Portrait de la comtesse Élisabeth Greffulhe assise
« Portrait de la comtesse Élisabeth Greffulhe assise » par Ivan Babij capture l'essence d'une figure emblématique de la Belle Époque.
L'artiste, alors en pleine maturation stylistique, aborde cette toile avec une sensibilité introspective, cherchant à transcender la simple représentation mondaine pour révéler la complexité intérieure de son modèle. Son état d'esprit oscille entre une rigueur académique héritée et une quête novatrice de modernité picturale, traduisant une tension créatrice caractéristique de sa période parisienne.
L'œuvre présente la comtesse assise dans un fauteuil d'époque Louis XVI, vêtue d'une robe de soirée en satin ivoire rehaussée de dentelle noire.
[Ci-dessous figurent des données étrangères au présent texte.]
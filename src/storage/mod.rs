pub mod file;
pub mod memory;

use anyhow::Result;
use std::sync::Arc;
use tracing::{debug, info};

use crate::config::ClientConfig;
use crate::security::role::{Namespace, ALL_NAMESPACES};

pub use file::FileStore;
pub use memory::MemoryStore;

/// Unscoped access credential written by older clients; read as a fallback only.
pub const LEGACY_ACCESS_KEY: &str = "access_token";
pub const LEGACY_KEYS: [&str; 4] = ["access_token", "refresh_token", "user_info", "admin_info"];

/// Durable string key-value storage backing every session namespace.
pub trait KeyValueStore: Send + Sync {
    fn get(&self, key: &str) -> Option<String>;
    fn set(&self, key: &str, value: &str) -> Result<()>;
    fn remove(&self, key: &str) -> Result<()>;

    fn remove_many(&self, keys: &[String]) -> Result<()> {
        for key in keys {
            self.remove(key)?;
        }
        Ok(())
    }
}

/// Open the store described by `config`: a JSON file when `session_file` is set,
/// memory otherwise.
pub fn open(config: &ClientConfig) -> Result<Arc<dyn KeyValueStore>> {
    match &config.session_file {
        Some(path) => Ok(Arc::new(FileStore::open(path)?)),
        None => Ok(Arc::new(MemoryStore::new())),
    }
}

fn non_empty(value: Option<String>) -> Option<String> {
    value.filter(|v| !v.is_empty())
}

/// Access credential for `ns`, falling back to the legacy unscoped key.
pub fn access_token(store: &dyn KeyValueStore, ns: Namespace) -> Option<String> {
    non_empty(store.get(&ns.access_key())).or_else(|| non_empty(store.get(LEGACY_ACCESS_KEY)))
}

pub fn refresh_token(store: &dyn KeyValueStore, ns: Namespace) -> Option<String> {
    non_empty(store.get(&ns.refresh_key()))
}

/// Persist a freshly issued credential pair; the refresh credential is only
/// replaced when the backend rotated it.
pub fn store_tokens(
    store: &dyn KeyValueStore,
    ns: Namespace,
    access: &str,
    refresh: Option<&str>,
) -> Result<()> {
    store.set(&ns.access_key(), access)?;
    if let Some(refresh) = refresh.filter(|r| !r.is_empty()) {
        store.set(&ns.refresh_key(), refresh)?;
    }
    Ok(())
}

pub fn clear_namespace(store: &dyn KeyValueStore, ns: Namespace) -> Result<()> {
    let mut keys = ns.keys();
    keys.extend(LEGACY_KEYS.iter().map(|k| k.to_string()));
    store.remove_many(&keys)?;
    debug!(namespace = %ns, "cleared session namespace");
    Ok(())
}

/// Wipe every namespace and the legacy keys.
pub fn clear_all(store: &dyn KeyValueStore) -> Result<()> {
    let mut keys: Vec<String> = ALL_NAMESPACES.iter().flat_map(|ns| ns.keys()).collect();
    keys.extend(LEGACY_KEYS.iter().map(|k| k.to_string()));
    store.remove_many(&keys)?;
    info!("cleared all stored sessions");
    Ok(())
}

/// Move a legacy unscoped access credential into `ns` when `ns` has none.
/// Returns whether anything was migrated.
pub fn migrate_legacy(store: &dyn KeyValueStore, ns: Namespace) -> Result<bool> {
    let Some(legacy) = non_empty(store.get(LEGACY_ACCESS_KEY)) else {
        return Ok(false);
    };
    let migrated = non_empty(store.get(&ns.access_key())).is_none();
    if migrated {
        store.set(&ns.access_key(), &legacy)?;
        info!(namespace = %ns, "migrated legacy access credential");
    }
    store.remove(LEGACY_ACCESS_KEY)?;
    Ok(migrated)
}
Sa posture légèrement inclinée, les mains jointes sur les genoux, suggère une dignité contenue. Le fond aux tonalités bistro profond contraste avec l'éclat nacré de l'étoffe, créant un effet de clair-obscur sophistiqué. Le traitement de la lumière rasante souligne la pâleur aristocratique de son visage ovale, tandis que sa coiffure en chignon bas, ornée d'un peigne en écaille, épouse la courbe délicate de sa nuque.
Deux détails retiennent particulièrement l'attention : le rendu virtuose des mains aux doigts fuselés, où chaque jointure est suggérée par une touche fragmentée rappelant les recherches post-impressionnistes, et le jeu de reflets sur le collier de perles, traité en empâtements nacrés qui semblent vibrer sous l'effet lumineux. L'expression du modèle, entre mélancolie distante et acuité intellectuelle, est renforcée par le traitement des yeux : les pupilles sombres, cernées d'un léger sfumato, fixent le spectateur avec une intensité méditative.
Symboliquement, l'œuvre dépasse l'iconographie aristocratique traditionnelle. La chaise vide à l'arrière-plan évoque une présence absente, peut-être une allusion aux salons littéraires qu'elle animait, tandis que la rose fanée posée sur la table voisine incarne la dialectique entre éphémère et éternité. La composition suggère une allégorie du pouvoir féminin discret mais influent, où l'élégance vestimentaire devient armure sociale.
Le style relève d'un post-symbolisme raffiné, mêlant des influences nabis dans l'aplatissement décoratif des étoffes à un naturalisme psychologique hérité de Sargent. L'ambiance intimiste, teintée de nostalgie fin-de-siècle, est tempérée par une vibration chromatique moderne : les glacis bleutés dans les ombres dialoguent avec des rehauts ocre dans l'incarnat, créant une harmonie sourde aux résonances musicales.
L'intention de Babij dépasse la commande mondaine : il érige la comtesse en archétype de la femme intellectuelle de l'époque, captant sa dualité entre devoir social et vie intérieure. L'œuvre agit comme un manifeste silencieux sur la permanence de l'influence culturelle féminine, transformant un portrait d'apparat en méditation sur le temps et l'héritage.
F.A.Q. :
1. Qui était la comtesse Élisabeth Greffulhe ? Mécène et égérie de Marcel Proust, elle inspira le personnage de la duchesse de Guermantes. Figure centrale des salons parisiens, elle symbolisa l'alliance entre aristocratie et avant-garde culturelle fin-de-siècle.
2. En quoi ce portrait reflète-t-il l'école de Paris ? Par sa synthèse d'influences internationales (naturalisme slave, chromatisme fauve) et son traitement psychologique moderne, typique de l'éclectisme parisien pré-1914. L'œuvre incarne la transition entre héritage académique et explorations formelles.
3. Quelle technique picturale Ivan Babij emploie-t-il ici ? Prédominance de glacis transparents sur fond préparé ocre, avec empâtements sélectifs sur les bijoux et détails. La touche fragmentée révèle une influence cézannienne dans le modelé des volumes, tandis que le cadrage serré témoigne d'une approche photographique novatrice.
4. Existe-t-il des études préparatoires pour cette œuvre ? Oui, deux sanguines conservées au Musée Babij de Kiev montrent des variations de posture, confirmant sa recherche sur l'expressivité du geste. Une étude chromatique au pastel explore également des variations de fond vert-de-gris.
5. Comment ce portrait s'inscrit-il dans l'œuvre d'Ivan Babij ? Il marque un tournant vers un portrait psychologique dépouillé, annonçant sa période "lyrique" des années 1920. La réduction des accessoires au profit d'une intensité introspective y devient caractéristique.